Xero put his hand on my shoulder as he peered over my head. “Yep. We are.”

“So—into the woods, then?”

He shook his head. “Not without the others. We’re already split in too many directions. Worst thing we could do right now is lose each other.”

We sat with our backs to a giant tree and looked out over the swamp.

“It’s so much more… alive than it looked from my room,” I said. “All those bugs and fish and things out there. I still can’t figure out what those are though.” I pointed at the ivory fingers pushing out of the swamp.

“They’re probably giant ribs,” Xero said matter-of-factly.

“Like… the ribs of giants?” I asked, feeling stupid for rephrasing but not quite sure I was understanding.

“Yeah. There aren’t a whole lot of giants here anymore. Gavriel considered them nuisances and lesser beings. Well, lesser-lesser beings. Everything is lesser in Gavriel’s opinion. He’s real into himself.”

I laughed, then jumped as my own laugh came back at me from the treetops.
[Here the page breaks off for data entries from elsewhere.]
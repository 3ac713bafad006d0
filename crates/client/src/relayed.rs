// SPDX-License-Identifier: LGPL-3.0-only
//
// This file is provided WITHOUT ANY WARRANTY;
// without even the implied warranty of MERCHANTABILITY
// or FITNESS FOR A PARTICULAR PURPOSE.

use crate::{CiphertextBuilder, FheAdapter, InputEncryptor};
use alloy_primitives::Address;
use async_trait::async_trait;
use crs_config::{PartialResultPolicy, RelayerConfig};
use crs_types::{
    CiphertextHandle, DecryptionRequest, EncryptedInput, EncryptionContext, Error, PlaintextValue,
    Result, ValidityProof,
};
use once_cell::sync::OnceCell;
use serde::{Deserialize, Serialize};
use std::collections::BTreeMap;
use std::sync::Arc;
use tracing::{info, warn};

#[derive(Serialize)]
#[serde(rename_all = "camelCase")]
struct InputProofRequest {
    contract_address: String,
    caller_address: String,
    values: Vec<WireValue>,
}

#[derive(Serialize)]
struct WireValue {
    bits: u8,
    value: u64,
}

#[derive(Deserialize)]
#[serde(rename_all = "camelCase")]
struct InputProofResponse {
    handles: Vec<String>,
    input_proof: String,
}

#[derive(Serialize)]
#[serde(rename_all = "camelCase")]
struct UserDecryptRequest {
    caller_address: String,
    items: Vec<WireDecryptItem>,
}

#[derive(Serialize)]
#[serde(rename_all = "camelCase")]
struct WireDecryptItem {
    handle: String,
    contract_address: String,
}

#[derive(Deserialize)]
struct UserDecryptResponse {
    results: BTreeMap<String, u64>,
}

/// Session bound to one target network's published relayer configuration.
/// Created exactly once by `RelayedAdapter::init`.
struct RelayerSession {
    http: reqwest::Client,
    config: RelayerConfig,
}

impl RelayerSession {
    fn endpoint(&self, path: &str) -> String {
        format!("{}/{}", self.config.url.trim_end_matches('/'), path)
    }

    async fn post_json<B: Serialize, R: for<'de> Deserialize<'de>>(
        &self,
        path: &str,
        body: &B,
    ) -> Result<R> {
        let response = self
            .http
            .post(self.endpoint(path))
            .json(body)
            .send()
            .await
            .map_err(|e| Error::RelayUnavailable(format!("{path}: {e}")))?;

        if !response.status().is_success() {
            return Err(Error::RelayUnavailable(format!(
                "{path}: status {}",
                response.status()
            )));
        }

        response
            .json()
            .await
            .map_err(|e| Error::RelayUnavailable(format!("{path}: malformed response: {e}")))
    }
}

#[async_trait]
impl InputEncryptor for RelayerSession {
    async fn encrypt_batch(
        &self,
        context: EncryptionContext,
        values: &[PlaintextValue],
    ) -> Result<EncryptedInput> {
        let body = InputProofRequest {
            contract_address: context.contract().to_string(),
            caller_address: context.submitter().to_string(),
            values: values
                .iter()
                .map(|v| WireValue {
                    bits: v.width().bits(),
                    value: v.value(),
                })
                .collect(),
        };

        let response: InputProofResponse = self.post_json("v1/input-proof", &body).await?;

        if response.handles.len() != values.len() {
            return Err(Error::RelayUnavailable(format!(
                "v1/input-proof: expected {} handles, got {}",
                values.len(),
                response.handles.len()
            )));
        }

        let handles = response
            .handles
            .iter()
            .map(|h| {
                CiphertextHandle::from_hex(h)
                    .map_err(|e| Error::RelayUnavailable(format!("malformed handle: {e}")))
            })
            .collect::<Result<Vec<_>>>()?;
        let proof = ValidityProof::from_hex(&response.input_proof)
            .map_err(|e| Error::RelayUnavailable(format!("malformed proof: {e}")))?;

        Ok(EncryptedInput { handles, proof })
    }
}

/// Production backend: encryption and decryption are delegated to the
/// remote relaying service. No retry happens here; a failed call surfaces
/// as `RelayUnavailable` and retry policy belongs to the caller.
pub struct RelayedAdapter {
    config: RelayerConfig,
    partial_results: PartialResultPolicy,
    session: OnceCell<Arc<RelayerSession>>,
}

impl RelayedAdapter {
    pub fn new(config: RelayerConfig, partial_results: PartialResultPolicy) -> Self {
        Self {
            config,
            partial_results,
            session: OnceCell::new(),
        }
    }

    fn session(&self) -> Result<Arc<RelayerSession>> {
        self.session
            .get()
            .cloned()
            .ok_or_else(|| Error::InitializationFailed("init() has not completed".to_string()))
    }
}

#[async_trait]
impl FheAdapter for RelayedAdapter {
    /// One-time bootstrap: verify the relayer publishes its key
    /// configuration, then bind the session to the target network.
    async fn init(&self) -> Result<()> {
        if self.session.get().is_some() {
            return Ok(());
        }

        let session = RelayerSession {
            http: reqwest::Client::new(),
            config: self.config.clone(),
        };

        let response = session
            .http
            .get(session.endpoint("v1/keyurl"))
            .send()
            .await
            .map_err(|e| Error::InitializationFailed(format!("relayer bootstrap: {e}")))?;
        if !response.status().is_success() {
            return Err(Error::InitializationFailed(format!(
                "relayer bootstrap: status {}",
                response.status()
            )));
        }

        info!(chain_id = self.config.chain_id, "relayer session established");
        let _ = self.session.set(Arc::new(session));
        Ok(())
    }

    fn create_encrypted_input(&self, context: EncryptionContext) -> Result<CiphertextBuilder> {
        let session = self.session()?;
        Ok(CiphertextBuilder::new(context, session))
    }

    async fn request_decryption(
        &self,
        request: &DecryptionRequest,
        caller: Address,
    ) -> Result<BTreeMap<CiphertextHandle, u64>> {
        let session = self.session()?;
        let body = UserDecryptRequest {
            caller_address: caller.to_string(),
            items: request
                .items()
                .iter()
                .map(|item| WireDecryptItem {
                    handle: item.handle.to_hex(),
                    contract_address: item.contract.to_string(),
                })
                .collect(),
        };

        let response: UserDecryptResponse = session.post_json("v1/user-decrypt", &body).await?;

        let mut out = BTreeMap::new();
        for (key, value) in response.results {
            let handle = CiphertextHandle::from_hex(&key)
                .map_err(|e| Error::RelayUnavailable(format!("malformed handle: {e}")))?;
            out.insert(handle, value);
        }

        // The relay may authorize only part of the batch. A missing key
        // means "not yet decryptable", never zero; what to do about it is
        // the configured policy's call. Checked per requested item: the
        // request may list a handle more than once, and the relay may
        // return keys nobody asked for.
        let missing = request
            .items()
            .iter()
            .find(|item| !out.contains_key(&item.handle));
        if let Some(item) = missing {
            match self.partial_results {
                PartialResultPolicy::Pending => {
                    warn!(
                        requested = request.items().len(),
                        decrypted = out.len(),
                        handle = %item.handle,
                        "relayer returned a partial decryption set"
                    );
                }
                PartialResultPolicy::Fail => {
                    return Err(Error::DecryptionDenied(item.handle));
                }
            }
        }

        Ok(out)
    }
}
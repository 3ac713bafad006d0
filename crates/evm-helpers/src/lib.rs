// SPDX-License-Identifier: LGPL-3.0-only
//
// This file is provided WITHOUT ANY WARRANTY;
// without even the implied warranty of MERCHANTABILITY
// or FITNESS FOR A PARTICULAR PURPOSE.

mod contracts;

pub use contracts::*;
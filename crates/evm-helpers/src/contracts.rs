// SPDX-License-Identifier: LGPL-3.0-only
//
// This file is provided WITHOUT ANY WARRANTY;
// without even the implied warranty of MERCHANTABILITY
// or FITNESS FOR A PARTICULAR PURPOSE.

use alloy::providers::fillers::BlobGasFiller;
use alloy::{
    network::{Ethereum, EthereumWallet},
    primitives::{Address, Bytes, B256, U256},
    providers::fillers::{
        ChainIdFiller, FillProvider, GasFiller, JoinFill, NonceFiller, WalletFiller,
    },
    providers::{Identity, Provider, ProviderBuilder, RootProvider},
    rpc::types::TransactionReceipt,
    signers::local::PrivateKeySigner,
    sol,
};
use async_trait::async_trait;
use eyre::Result;
use once_cell::sync::Lazy;
use std::marker::PhantomData;
use std::sync::Arc;
use tokio::sync::Mutex;

static NONCE_LOCK: Lazy<Mutex<()>> = Lazy::new(|| Mutex::new(()));

pub async fn next_pending_nonce<P>(provider: &P, from: Address) -> eyre::Result<u64>
where
    P: Provider<Ethereum> + Send + Sync,
{
    provider
        .get_transaction_count(from)
        .pending()
        .await
        .map_err(Into::into)
}

sol! {
    #[derive(Debug)]
    #[sol(rpc)]
    contract ReviewManager {
        // Accepts one encrypted score handle plus the batch validity proof.
        function submitReview(uint256 paperId, bytes32 scoreHandle, bytes calldata inputProof) external returns (bool success);
        function getCount(uint256 paperId) external view returns (uint256 count);
        // As a transaction: recomputes the encrypted average and grants the
        // sender permission to decrypt the resulting handle. As an eth_call
        // with the same sender: returns that freshly authorized handle.
        function getAverage(uint256 paperId) external returns (bytes32 handle);
    }
}

/// Trait for read-only operations on the ReviewManager contract
#[async_trait]
pub trait ReviewRead {
    /// Number of reviews recorded for a paper
    async fn get_count(&self, paper_id: U256) -> Result<U256>;

    /// Current average handle, read as an eth_call from the caller identity
    async fn get_average_handle(&self, paper_id: U256) -> Result<B256>;
}

/// Trait for write operations on the ReviewManager contract
#[async_trait]
pub trait ReviewWrite {
    /// Submit one encrypted score with its validity proof
    async fn submit_review(
        &self,
        paper_id: U256,
        score_handle: B256,
        input_proof: Bytes,
    ) -> Result<TransactionReceipt>;

    /// The authorizing call: recompute the average and grant the sender
    /// decryption rights on the fresh handle. Returns only once the
    /// transaction receipt is in, i.e. the grant is durably finalized.
    async fn authorize_average(&self, paper_id: U256) -> Result<TransactionReceipt>;
}

/// Generic type to represent different provider types
pub trait ProviderType: Send {
    type Provider: Provider + Send + Sync + 'static;
}

/// Marker type for read-write provider
#[derive(Clone)]
pub struct ReadWrite;
impl ProviderType for ReadWrite {
    type Provider = ReviewWriteProvider;
}

/// Generic ReviewManager contract
#[derive(Clone)]
pub struct ReviewManagerContract<T: ProviderType> {
    pub provider: Arc<T::Provider>,
    pub contract_address: Address,
    signer_address: Address,
    _marker: PhantomData<T>,
}

impl ReviewManagerContract<ReadWrite> {
    pub async fn new(
        http_rpc_url: &str,
        private_key: &str,
        contract_address: &str,
    ) -> Result<ReviewManagerContract<ReadWrite>> {
        ReviewManagerContractFactory::create_write(http_rpc_url, contract_address, private_key)
            .await
    }

    pub fn get_provider(&self) -> Arc<ReviewWriteProvider> {
        self.provider.clone()
    }

    pub fn address(&self) -> &Address {
        &self.contract_address
    }

    /// The identity every call and transaction is issued from.
    pub fn signer_address(&self) -> Address {
        self.signer_address
    }
}

/// Type alias for read-write provider
pub type ReviewWriteProvider = FillProvider<
    JoinFill<
        JoinFill<
            JoinFill<
                Identity,
                JoinFill<GasFiller, JoinFill<BlobGasFiller, JoinFill<NonceFiller, ChainIdFiller>>>,
            >,
            WalletFiller<EthereumWallet>,
        >,
        NonceFiller,
    >,
    RootProvider<Ethereum>,
    Ethereum,
>;

/// Type alias for the write-capable contract variant
pub type ReviewWriteContract = ReviewManagerContract<ReadWrite>;

// Factory for creating contract instances
pub struct ReviewManagerContractFactory;

impl ReviewManagerContractFactory {
    /// Create a write-capable contract
    pub async fn create_write(
        http_rpc_url: &str,
        contract_address: &str,
        private_key: &str,
    ) -> Result<ReviewManagerContract<ReadWrite>> {
        let contract_address = contract_address.parse()?;

        let signer: PrivateKeySigner = private_key.parse()?;
        let signer_address = signer.address();
        let wallet = EthereumWallet::from(signer);
        let provider = ProviderBuilder::new()
            .wallet(wallet)
            .with_cached_nonce_management()
            .connect(http_rpc_url)
            .await?;

        Ok(ReviewManagerContract::<ReadWrite> {
            provider: Arc::new(provider),
            contract_address,
            signer_address,
            _marker: PhantomData,
        })
    }
}

// Implement ReviewRead for any ReviewManagerContract regardless of provider type
#[async_trait]
impl<T: Send + Sync> ReviewRead for ReviewManagerContract<T>
where
    T: ProviderType,
{
    async fn get_count(&self, paper_id: U256) -> Result<U256> {
        let contract = ReviewManager::new(self.contract_address, &self.provider);
        let count = contract.getCount(paper_id).call().await?;
        Ok(count)
    }

    async fn get_average_handle(&self, paper_id: U256) -> Result<B256> {
        let contract = ReviewManager::new(self.contract_address, &self.provider);
        // The contract scopes the returned handle to msg.sender; the
        // eth_call must carry the same identity as the authorizing tx.
        let handle = contract
            .getAverage(paper_id)
            .from(self.signer_address)
            .call()
            .await?;
        Ok(handle)
    }
}

// Implement ReviewWrite only for contracts with ReadWrite marker
#[async_trait]
impl ReviewWrite for ReviewManagerContract<ReadWrite> {
    async fn submit_review(
        &self,
        paper_id: U256,
        score_handle: B256,
        input_proof: Bytes,
    ) -> Result<TransactionReceipt> {
        let _guard = NONCE_LOCK.lock().await;
        let nonce = next_pending_nonce(&*self.provider, self.signer_address()).await?;

        let contract = ReviewManager::new(self.contract_address, &self.provider);
        let builder = contract
            .submitReview(paper_id, score_handle, input_proof)
            .nonce(nonce);
        let receipt = builder.send().await?.get_receipt().await?;

        Ok(receipt)
    }

    async fn authorize_average(&self, paper_id: U256) -> Result<TransactionReceipt> {
        let _guard = NONCE_LOCK.lock().await;
        let nonce = next_pending_nonce(&*self.provider, self.signer_address()).await?;

        let contract = ReviewManager::new(self.contract_address, &self.provider);
        let builder = contract.getAverage(paper_id).nonce(nonce);
        let receipt = builder.send().await?.get_receipt().await?;

        Ok(receipt)
    }
}
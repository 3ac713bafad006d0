// SPDX-License-Identifier: LGPL-3.0-only
//
// This file is provided WITHOUT ANY WARRANTY;
// without even the implied warranty of MERCHANTABILITY
// or FITNESS FOR A PARTICULAR PURPOSE.

mod aggregator;
mod utils;

pub use aggregator::*;
pub use utils::*;
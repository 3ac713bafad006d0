// SPDX-License-Identifier: LGPL-3.0-only
//
// This file is provided WITHOUT ANY WARRANTY;
// without even the implied warranty of MERCHANTABILITY
// or FITNESS FOR A PARTICULAR PURPOSE.

use crate::{CiphertextHandle, ScoreWidth};
use alloy_primitives::Address;
use thiserror::Error as ThisError;

/// Error taxonomy for the scoring client.
///
/// `InvalidContext` and `ValueOutOfRange` are local validation failures and
/// never reach the network. The bootstrap/network errors are surfaced as-is;
/// no retry happens at this layer. Permission errors are terminal for the
/// current handle snapshot only; re-running the full authorize/re-read/
/// decrypt sequence may legitimately succeed with a newer handle.
#[derive(ThisError, Debug)]
pub enum Error {
    #[error("encryption context must not contain a zero address")]
    InvalidContext,

    #[error("value {value} does not fit in {width} bits")]
    ValueOutOfRange { width: ScoreWidth, value: u64 },

    #[error("fhe backend unavailable: {0}")]
    BackendUnavailable(String),

    #[error("relayer session not initialized: {0}")]
    InitializationFailed(String),

    #[error("relayer unavailable: {0}")]
    RelayUnavailable(String),

    #[error("authorizing call failed: {0}")]
    AuthorizationFailed(String),

    #[error("aggregate handle unavailable: {0}")]
    HandleUnavailable(String),

    #[error("decryption denied for handle {0}")]
    DecryptionDenied(CiphertextHandle),

    #[error("no decryption grant for handle {handle} at contract {contract}")]
    UnauthorizedDecryption {
        handle: CiphertextHandle,
        contract: Address,
    },

    #[error("bad handle encoding: {0}")]
    BadHandleEncoding(String),
}

/// Result that returns a type T or a scoring client Error
pub type Result<T> = std::result::Result<T, Error>;
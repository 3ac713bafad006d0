// SPDX-License-Identifier: LGPL-3.0-only
//
// This file is provided WITHOUT ANY WARRANTY;
// without even the implied warranty of MERCHANTABILITY
// or FITNESS FOR A PARTICULAR PURPOSE.

use crate::{Error, Result};
use alloy_primitives::Address;
use serde::{Deserialize, Serialize};

/// The (target contract, submitter) pair a batch of ciphertexts is bound to.
///
/// All values encrypted through one builder share one context, and the
/// resulting validity proof verifies only against this exact pair. The pair
/// is immutable once constructed.
#[derive(Debug, Clone, Copy, PartialEq, Eq, Hash, Serialize, Deserialize)]
pub struct EncryptionContext {
    contract: Address,
    submitter: Address,
}

impl EncryptionContext {
    pub fn new(contract: Address, submitter: Address) -> Result<Self> {
        if contract == Address::ZERO || submitter == Address::ZERO {
            return Err(Error::InvalidContext);
        }
        Ok(Self {
            contract,
            submitter,
        })
    }

    pub fn contract(&self) -> Address {
        self.contract
    }

    pub fn submitter(&self) -> Address {
        self.submitter
    }
}
// SPDX-License-Identifier: LGPL-3.0-only
//
// This file is provided WITHOUT ANY WARRANTY;
// without even the implied warranty of MERCHANTABILITY
// or FITNESS FOR A PARTICULAR PURPOSE.

use tracing::Level;
use tracing_subscriber::layer::SubscriberExt;
use tracing_subscriber::util::SubscriberInitExt;
use tracing_subscriber::EnvFilter;

/// Install the process-wide subscriber: fmt layer plus a level filter.
pub fn setup_tracing(log_level: Level) {
    tracing_subscriber::registry()
        .with(tracing_subscriber::fmt::layer())
        .with(tracing_subscriber::filter::LevelFilter::from_level(
            log_level,
        ))
        .init();
}

/// Subscriber honoring `RUST_LOG`, falling back to the given directive.
pub fn setup_tracing_with_env(default_directive: &str) {
    let filter = EnvFilter::try_from_default_env()
        .unwrap_or_else(|_| EnvFilter::new(default_directive.to_string()));
    tracing_subscriber::registry()
        .with(tracing_subscriber::fmt::layer())
        .with(filter)
        .init();
}
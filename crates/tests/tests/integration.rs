// SPDX-License-Identifier: LGPL-3.0-only
//
// This file is provided WITHOUT ANY WARRANTY;
// without even the implied warranty of MERCHANTABILITY
// or FITNESS FOR A PARTICULAR PURPOSE.

use alloy_primitives::Address;
use anyhow::Result;
use crs_client::{FheAdapter, MockFheInstance, SimulatedAdapter};
use crs_orchestrator::{Aggregator, PermissionOrchestrator};
use crs_test_helpers::{create_shared_rng_from_u64, local_backend_metadata, InMemoryAggregator};
use crs_types::{DecryptionRequest, EncryptedInput, EncryptionContext, Error, ScoreWidth};
use std::sync::Arc;
use tracing_subscriber::EnvFilter;

fn test_tracing() -> tracing::subscriber::DefaultGuard {
    let subscriber = tracing_subscriber::fmt()
        .with_env_filter(EnvFilter::new("info"))
        .with_test_writer()
        .finish();
    tracing::subscriber::set_default(subscriber)
}

struct Harness {
    adapter: Arc<SimulatedAdapter>,
    instance: Arc<MockFheInstance>,
    aggregator: InMemoryAggregator,
    contract: Address,
}

fn setup(seed: u64) -> Harness {
    let rng = create_shared_rng_from_u64(seed);
    let adapter = Arc::new(SimulatedAdapter::from_metadata(
        local_backend_metadata(),
        rng,
    ));
    let instance = adapter.instance().expect("from_metadata is initialized");
    let contract = Address::repeat_byte(0xaa);
    let requester = Address::repeat_byte(0xcc);
    let aggregator = InMemoryAggregator::new(contract, requester, instance.clone());
    Harness {
        adapter,
        instance,
        aggregator,
        contract,
    }
}

/// Encrypt a single score and submit it for a paper.
async fn submit_score(
    harness: &Harness,
    paper_id: u64,
    submitter: Address,
    width: ScoreWidth,
    score: u64,
) -> Result<EncryptedInput> {
    let context = EncryptionContext::new(harness.contract, submitter)?;
    let mut builder = harness.adapter.create_encrypted_input(context)?;
    builder.add_value(width, score)?;
    let input = builder.encrypt().await?;
    harness
        .aggregator
        .submit_review(paper_id, submitter, &input)?;
    Ok(input)
}

#[tokio::test]
async fn round_trip_across_widths() -> Result<()> {
    let _guard = test_tracing();
    let harness = setup(1);

    let cases = [
        (ScoreWidth::U8, 0u64),
        (ScoreWidth::U8, 255),
        (ScoreWidth::U32, 7),
        (ScoreWidth::U32, u32::MAX as u64),
        (ScoreWidth::U64, u64::MAX),
    ];

    for (paper_id, (width, value)) in cases.into_iter().enumerate() {
        let paper_id = paper_id as u64;
        let submitter = Address::repeat_byte(0xbb);
        submit_score(&harness, paper_id, submitter, width, value).await?;

        let orchestrator = PermissionOrchestrator::new(
            harness.adapter.clone(),
            Arc::new(harness.aggregator.connect_as(Address::repeat_byte(0xcc))),
        );
        assert_eq!(orchestrator.decrypt_average(paper_id).await?, value);
    }
    Ok(())
}

#[tokio::test]
async fn range_enforcement_at_the_builder() -> Result<()> {
    let _guard = test_tracing();
    let harness = setup(2);
    let context = EncryptionContext::new(harness.contract, Address::repeat_byte(0xbb))?;
    let mut builder = harness.adapter.create_encrypted_input(context)?;

    assert!(matches!(
        builder.add_value(ScoreWidth::U8, 256),
        Err(Error::ValueOutOfRange { value: 256, .. })
    ));
    builder.add_value(ScoreWidth::U8, 255)?;
    Ok(())
}

#[tokio::test]
async fn proof_binds_contract_and_submitter() -> Result<()> {
    let _guard = test_tracing();
    let harness = setup(3);
    let submitter = Address::repeat_byte(0xbb);
    let context = EncryptionContext::new(harness.contract, submitter)?;

    // wrong submitter
    let mut builder = harness.adapter.create_encrypted_input(context)?;
    builder.add_u8(7)?;
    let input = builder.encrypt().await?;
    assert!(harness
        .aggregator
        .submit_review(1, Address::repeat_byte(0xdd), &input)
        .is_err());

    // wrong contract: an aggregator living at a different address
    let elsewhere = InMemoryAggregator::new(
        Address::repeat_byte(0xee),
        Address::repeat_byte(0xcc),
        harness.instance.clone(),
    );
    assert!(elsewhere.submit_review(1, submitter, &input).is_err());

    // the proof was not consumed by the failed attempts
    harness.aggregator.submit_review(1, submitter, &input)?;
    Ok(())
}

#[tokio::test]
async fn proof_binds_handle_order() -> Result<()> {
    let _guard = test_tracing();
    let harness = setup(4);
    let submitter = Address::repeat_byte(0xbb);
    let context = EncryptionContext::new(harness.contract, submitter)?;

    let mut builder = harness.adapter.create_encrypted_input(context)?;
    builder.add_u8(7)?;
    builder.add_u32(9000)?;
    let mut input = builder.encrypt().await?;

    input.handles.swap(0, 1);
    assert!(harness
        .aggregator
        .submit_review(1, submitter, &input)
        .is_err());

    input.handles.swap(0, 1);
    harness.aggregator.submit_review(1, submitter, &input)?;
    Ok(())
}

#[tokio::test]
async fn handle_fetched_before_authorizing_fails_decryption() -> Result<()> {
    let _guard = test_tracing();
    let harness = setup(5);
    submit_score(&harness, 1, Address::repeat_byte(0xbb), ScoreWidth::U8, 7).await?;

    // Skipping step 1: the re-read yields a handle nobody holds a grant
    // for, and decryption rejects it. Never a silently wrong plaintext.
    let stale = harness.aggregator.fetch_average_handle(1).await?;
    let request = DecryptionRequest::single(stale, harness.contract);
    let result = harness
        .adapter
        .request_decryption(&request, Address::repeat_byte(0xcc))
        .await;
    assert!(matches!(result, Err(Error::UnauthorizedDecryption { .. })));

    // The full protocol afterwards succeeds.
    let orchestrator = PermissionOrchestrator::new(
        harness.adapter.clone(),
        Arc::new(harness.aggregator.connect_as(Address::repeat_byte(0xcc))),
    );
    assert_eq!(orchestrator.decrypt_average(1).await?, 7);
    Ok(())
}

#[tokio::test]
async fn authorizing_an_empty_aggregate_fails() -> Result<()> {
    let _guard = test_tracing();
    let harness = setup(6);
    let orchestrator = PermissionOrchestrator::new(
        harness.adapter.clone(),
        Arc::new(harness.aggregator.connect_as(Address::repeat_byte(0xcc))),
    );
    assert!(matches!(
        orchestrator.decrypt_average(99).await,
        Err(Error::AuthorizationFailed(_))
    ));
    Ok(())
}

#[tokio::test]
async fn re_decryption_of_authorized_handle_is_idempotent() -> Result<()> {
    let _guard = test_tracing();
    let harness = setup(7);
    submit_score(&harness, 1, Address::repeat_byte(0xbb), ScoreWidth::U8, 5).await?;

    let requester = Address::repeat_byte(0xcc);
    let aggregator = harness.aggregator.connect_as(requester);
    aggregator.authorize_average(1).await?;
    let handle = aggregator.fetch_average_handle(1).await?;

    let request = DecryptionRequest::single(handle, harness.contract);
    let first = harness.adapter.request_decryption(&request, requester).await?;
    let second = harness.adapter.request_decryption(&request, requester).await?;
    assert_eq!(first[&handle], 5);
    assert_eq!(first, second);
    Ok(())
}

#[tokio::test]
async fn aggregate_recomputation_rotates_the_handle() -> Result<()> {
    let _guard = test_tracing();
    let harness = setup(8);
    let requester = Address::repeat_byte(0xcc);
    let aggregator = Arc::new(harness.aggregator.connect_as(requester));
    let orchestrator = PermissionOrchestrator::new(harness.adapter.clone(), aggregator.clone());

    submit_score(&harness, 1, Address::repeat_byte(0xbb), ScoreWidth::U8, 7).await?;
    assert_eq!(orchestrator.decrypt_average(1).await?, 7);
    let first_handle = aggregator.fetch_average_handle(1).await?;

    // a new accepted score shifts the average and mints a fresh handle
    submit_score(&harness, 1, Address::repeat_byte(0xdd), ScoreWidth::U8, 9).await?;
    assert_eq!(orchestrator.decrypt_average(1).await?, 8);
    let second_handle = aggregator.fetch_average_handle(1).await?;

    assert_ne!(first_handle, second_handle);
    Ok(())
}

#[tokio::test]
async fn end_to_end_two_reviewers_one_requester() -> Result<()> {
    let _guard = test_tracing();
    let harness = setup(9);
    let paper_id = 42;

    // reviewer one scores 7, reviewer two scores 9
    submit_score(&harness, paper_id, Address::repeat_byte(0xbb), ScoreWidth::U8, 7).await?;
    submit_score(&harness, paper_id, Address::repeat_byte(0xb2), ScoreWidth::U8, 9).await?;
    assert_eq!(harness.aggregator.review_count(paper_id), 2);

    // the requester authorizes, re-reads the fresh handle and decrypts.
    // The in-memory aggregator pins floor division, so avg(7, 9) = 8.
    let requester = Address::repeat_byte(0xcc);
    let orchestrator = PermissionOrchestrator::new(
        harness.adapter.clone(),
        Arc::new(harness.aggregator.connect_as(requester)),
    );
    assert_eq!(orchestrator.decrypt_average(paper_id).await?, 8);
    Ok(())
}

#[tokio::test]
async fn concurrent_intents_do_not_interfere() -> Result<()> {
    let _guard = test_tracing();
    let harness = setup(10);
    submit_score(&harness, 1, Address::repeat_byte(0xbb), ScoreWidth::U8, 4).await?;
    submit_score(&harness, 2, Address::repeat_byte(0xbb), ScoreWidth::U8, 6).await?;

    let make = |caller: Address| {
        PermissionOrchestrator::new(
            harness.adapter.clone(),
            Arc::new(harness.aggregator.connect_as(caller)),
        )
    };
    let a = make(Address::repeat_byte(0xc1));
    let b = make(Address::repeat_byte(0xc2));

    let (ra, rb) = tokio::join!(a.decrypt_average(1), b.decrypt_average(2));
    assert_eq!(ra?, 4);
    assert_eq!(rb?, 6);
    Ok(())
}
“Real mocking birds,” Xero said, nodding upward. “They match voices and everything. G

reat for framing people.”

I gave him a sideways look and he blinked at me innocently.

“Have you ever done that?” I asked.

“Not recently,” he dodged with a slight grin. “It’s a rough world in here. Vicious animals around every corner, just waiting to devour you. The most dangerous ones used to be human.”

“I guess we all do what we have to do to survive.”